When a tragedy of that magnitude strikes the core of the dressing room, training sessions become secondary to collective emotional trauma. It was a psychological weight Slot was forced to manage, while swathes on the outside expected Liverpool to simply crack on.
That said, Slot guided the Reds to Champions League qualification last season, even if he would concede that it was with a bit of luck, given the dramatic drop-offs in the likes of Chelsea and the limitations of clubs like Bournemouth and Brentford.
It should also be said, to be fair, that qualification for the Champions League would have masked a broader issue had Slot not been sacked, as Liverpool were no longer moving in a clear direction.
Turbulence of rushed renewal
Liverpool’s spending in excess of £400 million in the summer of 2025 should have represented the beginning of a new era. Instead, it arguably exposed the difficulty of trying to rebuild at speed while still competing at the top of the game.
Heavy investment does not automatically translate into success on the pitch -- Chelsea earn their second reference in this article for being another recent example -- and in Liverpool's case, it often felt like a squad strengthened in places but not always aligned on a single tactical identity.
Massive recruitment inherently causes squad disruption and can dilute the on-the-pitch chemistry that has been built up over the course of several years.
Slot was caught in this bind. He was tasked with bleeding fresh ideas into the system, while also being judged by the immediate standards required at the very top of the game.
To use an analogy, you wouldn't try to change the engine of a plane while flying it.
Sacrificial catalyst
There is also a wider point about succession itself. We could instead look at Slot’s reign at Liverpool similarly to how we might view Naby Keita inheriting the No. 8 shirt after Steven Gerrard, so Dominik Szoboszlai could flourish; the manager who replaces Slot does not have the shadow of Klopp hanging over them in quite the same way.

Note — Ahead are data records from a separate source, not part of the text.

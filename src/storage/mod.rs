//! Storage repositories: the abstract persistence seam between the engine
//! and a concrete backend. [`sqlite::SqlStore`] is the shipped realization.

pub mod sqlite;

use async_trait::async_trait;
use chrono::NaiveDateTime;
use uuid::Uuid;

use crate::errors::TraceError;
use crate::hash::TraceHash;
use crate::model::event::{CompileRecord, OperationCommitRef};
use crate::model::{Annotation, Commit, OperationEvent, Priority, Ref, SpawnEdge, TractRecord};

/// Comparison operator for [`CommitRepository::get_by_config`] JSON-path
/// queries over `generation_config`/`metadata`.
#[derive(Debug, Clone, Copy, PartialEq, Eq)]
pub enum ConfigOp {
    Eq,
    Ne,
    Gt,
    Gte,
    Lt,
    Lte,
}

impl ConfigOp {
    pub fn as_sql(&self) -> &'static str {
        match self {
            ConfigOp::Eq => "=",
            ConfigOp::Ne => "!=",
            ConfigOp::Gt => ">",
            ConfigOp::Gte => ">=",
            ConfigOp::Lt => "<",
            ConfigOp::Lte => "<=",
        }
    }
}

/// One predicate in an AND-composed `get_by_config_multi` query:
/// `json_extract(generation_config_json, '$.<field>') <op> <value>`.
#[derive(Debug, Clone)]
pub struct ConfigPredicate {
    pub field: String,
    pub op: ConfigOp,
    pub value: serde_json::Value,
}

#[async_trait]
pub trait BlobRepository: Send + Sync {
    /// Returns `true` if a new row was inserted, `false` if the content hash
    /// already existed (deduplication).
    async fn save_if_absent(&self, content_hash: TraceHash, bytes: &[u8]) -> Result<bool, TraceError>;
    async fn get_blob(&self, content_hash: TraceHash) -> Result<Vec<u8>, TraceError>;
    async fn delete_if_orphaned(&self, content_hash: TraceHash) -> Result<bool, TraceError>;
}

#[async_trait]
pub trait CommitRepository: Send + Sync {
    async fn create(&self, commit: &Commit) -> Result<(), TraceError>;
    async fn get(&self, commit_hash: TraceHash) -> Result<Commit, TraceError>;
    async fn get_by_tract(&self, tract_id: Uuid, limit: Option<u64>) -> Result<Vec<Commit>, TraceError>;
    async fn get_by_config(
        &self,
        tract_id: Uuid,
        predicate: ConfigPredicate,
    ) -> Result<Vec<Commit>, TraceError>;
    async fn get_by_config_multi(
        &self,
        tract_id: Uuid,
        predicates: &[ConfigPredicate],
    ) -> Result<Vec<Commit>, TraceError>;
    /// Children whose `parent_hash` or `edit_target` references `commit_hash`.
    async fn get_children(&self, commit_hash: TraceHash) -> Result<Vec<Commit>, TraceError>;
    /// Record an additional (non-first) parent in `commit_parents`, e.g. the
    /// second parent of a merge commit. The first parent is always recorded
    /// automatically by [`Self::create`] from `Commit::parent_hash`.
    async fn add_parent(&self, commit_hash: TraceHash, parent_hash: TraceHash) -> Result<(), TraceError>;
    /// All parents recorded in `commit_parents` for `commit_hash` (first
    /// parent included).
    async fn get_parents(&self, commit_hash: TraceHash) -> Result<Vec<TraceHash>, TraceError>;
    /// The one sanctioned post-hoc mutation: overwrite `token_count`/
    /// `token_source` after an authoritative provider usage report. Does not
    /// change `commit_hash` (it never participates in the identity tuple).
    async fn update_token_usage(
        &self,
        commit_hash: TraceHash,
        token_count: u64,
        token_source: &str,
    ) -> Result<(), TraceError>;
    /// Cascades: removes dependent annotations and `operation_commits` rows,
    /// nullifies children's `parent_hash`/`edit_target`, deletes refs pointing
    /// at the commit, then deletes the row itself.
    async fn delete(&self, commit_hash: TraceHash) -> Result<(), TraceError>;
}

#[async_trait]
pub trait RefRepository: Send + Sync {
    async fn set(&self, tract_id: Uuid, ref_name: &str, commit_hash: TraceHash) -> Result<(), TraceError>;
    async fn get(&self, tract_id: Uuid, ref_name: &str) -> Result<Option<TraceHash>, TraceError>;
    async fn list(&self, tract_id: Uuid, prefix: Option<&str>) -> Result<Vec<Ref>, TraceError>;
    async fn delete(&self, tract_id: Uuid, ref_name: &str) -> Result<(), TraceError>;
}

#[async_trait]
pub trait AnnotationRepository: Send + Sync {
    async fn insert(
        &self,
        target_hash: TraceHash,
        priority: Priority,
        reason: Option<&str>,
        created_at: NaiveDateTime,
    ) -> Result<(), TraceError>;
    async fn get_latest(&self, target_hash: TraceHash) -> Result<Option<Annotation>, TraceError>;
    /// One query returning the latest annotation per target, avoiding N+1
    /// lookups when the compiler resolves priorities for a whole chain.
    async fn batch_get_latest(
        &self,
        target_hashes: &[TraceHash],
    ) -> Result<std::collections::HashMap<TraceHash, Annotation>, TraceError>;
}

#[async_trait]
pub trait OperationEventRepository: Send + Sync {
    async fn save_event(&self, event: &OperationEvent) -> Result<(), TraceError>;
    async fn add_commit(&self, link: &OperationCommitRef) -> Result<(), TraceError>;
    async fn get_event(&self, event_id: Uuid) -> Result<OperationEvent, TraceError>;
    async fn get_commits_for_event(&self, event_id: Uuid) -> Result<Vec<OperationCommitRef>, TraceError>;
    async fn list_events(&self, tract_id: Uuid) -> Result<Vec<OperationEvent>, TraceError>;
}

#[async_trait]
pub trait CompileRecordRepository: Send + Sync {
    async fn save(&self, record: &CompileRecord, effective_commits: &[TraceHash]) -> Result<(), TraceError>;
    async fn list(&self, tract_id: Uuid) -> Result<Vec<CompileRecord>, TraceError>;
    async fn get_effective_commits(&self, record_id: Uuid) -> Result<Vec<TraceHash>, TraceError>;
}

/// The multi-tract session registry: which tracts belong to
/// which session, and how tracts were spawned from one another.
#[async_trait]
pub trait SessionRepository: Send + Sync {
    async fn create_session(&self, session_id: Uuid, created_at: NaiveDateTime) -> Result<(), TraceError>;
    async fn session_exists(&self, session_id: Uuid) -> Result<bool, TraceError>;
    async fn register_tract(
        &self,
        tract_id: Uuid,
        session_id: Uuid,
        display_name: Option<&str>,
        created_at: NaiveDateTime,
    ) -> Result<(), TraceError>;
    async fn get_tract(&self, tract_id: Uuid) -> Result<TractRecord, TraceError>;
    async fn list_tracts(&self, session_id: Uuid) -> Result<Vec<TractRecord>, TraceError>;
    async fn record_spawn(&self, edge: &SpawnEdge) -> Result<(), TraceError>;
    async fn get_spawn_edge(&self, child_tract_id: Uuid) -> Result<Option<SpawnEdge>, TraceError>;
    async fn list_children(&self, parent_tract_id: Uuid) -> Result<Vec<SpawnEdge>, TraceError>;
}

/// One deferred write recorded while a [`crate::engine::batch::BatchScope`]
/// is open.
#[derive(Debug, Clone)]
pub enum PendingWrite {
    Commit(Box<Commit>),
    Blob { content_hash: TraceHash, bytes: Vec<u8> },
    Annotation {
        target_hash: TraceHash,
        priority: Priority,
        reason: Option<String>,
        created_at: NaiveDateTime,
    },
    RefSet {
        tract_id: Uuid,
        ref_name: String,
        commit_hash: TraceHash,
    },
}

/// Umbrella trait implemented once by a concrete backend; repositories are
/// views over one connection rather than separate types, matching the
/// sibling async-SQL example this module is grounded on.
#[async_trait]
pub trait Store:
    BlobRepository
    + CommitRepository
    + RefRepository
    + AnnotationRepository
    + OperationEventRepository
    + CompileRecordRepository
    + SessionRepository
{
    /// Replay deferred writes atomically where the backend supports it.
    /// The default sequential replay gives no atomicity guarantee beyond
    /// what each individual repository call already provides; [`sqlite::SqlStore`]
    /// overrides this to wrap the whole batch in one database transaction.
    async fn execute_batch(&self, ops: Vec<PendingWrite>) -> Result<(), TraceError> {
        for op in ops {
            match op {
                PendingWrite::Commit(commit) => self.create(&commit).await?,
                PendingWrite::Blob { content_hash, bytes } => {
                    self.save_if_absent(content_hash, &bytes).await?;
                }
                PendingWrite::Annotation {
                    target_hash,
                    priority,
                    reason,
                    created_at,
                } => {
                    self.insert(target_hash, priority, reason.as_deref(), created_at).await?;
                }
                PendingWrite::RefSet {
                    tract_id,
                    ref_name,
                    commit_hash,
                } => {
                    self.set(tract_id, &ref_name, commit_hash).await?;
                }
            }
        }
        Ok(())
    }
}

That burden of comparison is real in elite football and it shapes how quickly patience erodes, even after success.
Slot may have lost the fans at the end of his tenure, as well as the dressing room, but he will not be remembered long-term as anything other than the man who helped bridge the gap after Klopp’s departure and Jota’s passing.
Even as results deteriorated, there were still moments in which support did not entirely disappear. Sections of Anfield continued to sing his name, a reminder that judgements in the stands are not always reflected in those online and within boardrooms.
There may be something more to be said about the ruthless nature of football in 2026, when a Premier League-winning manager can be dismissed after one bad season, though it may be understood.
The margins at the top of the game are now so narrow that success and instability often go hand-in-hand and silverware alone is not the definitive measure of success it once was.
But perhaps there could also be something said of fan expectations, in terms of playing style and progress on the pitch, and how quickly they recalibrate once a defining era has come to an end.
Slot's spell at Liverpool sits in a place between inheritance and renewal. He won the Premier League, so he can't be called a failure, but the results on the pitch and the team's style drew significant and justified criticism.
Now that he's no longer at the club, we can say that he kept the ship relatively steady during what could have been a genuinely disastrous period and helped keep the club in a safe place for the next manager.